# P2000sk quick question



## Bugleboy (Aug 22, 2012)

I recently purchased a P2000sk 9mm V3 (NIB), but noticed several days later, that it had a small hole partially exposed. It is on the right side, just above the slide lock lever. Picture below. Left is from the HK site, right is my pic.

I contacted HK customer service and the chief armorer said it was perfectly normal. I just wanted to double-check with other owners to see if they had the same issue.

I haven't shot the pistol yet because I didn't want that to be used against me if it was, indeed, a manufacturing error.

How about it, folks?

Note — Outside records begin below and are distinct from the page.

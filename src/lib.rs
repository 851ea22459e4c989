//! # Quiz Session
//!
//! 限时单人测验引擎：逐题展示单选题，记录作答，超时自动提交，计算得分，支持重新开始。
//!
//! ## 架构设计
//!
//! ### ① 基础设施层（Infrastructure）
//! - `infrastructure/` - 持有稀缺资源，只暴露能力
//! - `KvStore` - 题库存储（`FileStore` / `MemoryStore`）
//! - `IntervalTimer` - 会话独占的计时器
//!
//! ### ② 数据层（Models）
//! - `models/` - `Question`、`QuizCatalog`、`AnswerRecord`
//! - `load_catalog` - 从存储加载题库，失败时使用内置题库
//!
//! ### ③ 流程层（Workflow）
//! - `workflow/` - `QuizSession` 状态机与 `SessionEvent`
//!
//! ### ④ 编排层（Orchestration）
//! - `orchestrator/session_actor` - 串行化会话的所有修改
//! - `orchestrator/console_app` - 终端应用

pub mod config;
pub mod error;
pub mod infrastructure;
pub mod logger;
pub mod models;
pub mod orchestrator;
pub mod utils;
pub mod workflow;

// 重新导出常用类型
pub use config::{Config, TimerScope};
pub use error::{AppError, AppResult};
pub use infrastructure::{FileStore, KvStore, MemoryStore};
pub use models::{load_catalog, Question, QuizCatalog, Selection};
pub use orchestrator::{spawn_session, App, SessionHandle};
pub use workflow::{Phase, QuizSession, SessionEvent};
use std::path::Path;

use anyhow::Result;
use quiz_session::{logger, App, Config};

#[tokio::main]
async fn main() -> Result<()> {
    // 加载配置
    let config = Config::load(Some(Path::new("quiz.toml")))?;

    // 初始化日志
    logger::init(config.verbose_logging);

    // 初始化并运行应用
    App::initialize(config).await?.run().await?;

    Ok(())
}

Your observations?


----------



## VAMarine (Dec 25, 2008)

Mine is like yours, and the one in the picture. The lever moves a little as the action cycles. Sometimes you can see the hole, other times not.

Sent from my SM-G920R4 using Tapatalk


----------



## desertman (Aug 29, 2013)

VAMarine said:


> *Mine is like yours, and the one in the picture.* The lever moves a little as the action cycles. Sometimes you can see the hole, other times not.
> 
> Sent from my SM-G920R4 using Tapatalk


Same here.


----------



## Shipwreck (Jan 26, 2006)

Damn, you got the defective "hole in the side" version.

DON'T shoot it. Package it up and mail it to me. I could use a second one :smt082


----------



## Bugleboy (Aug 22, 2012)

Thank you, gentlemen! (and I use that term loosely.) :mrgreen:


----------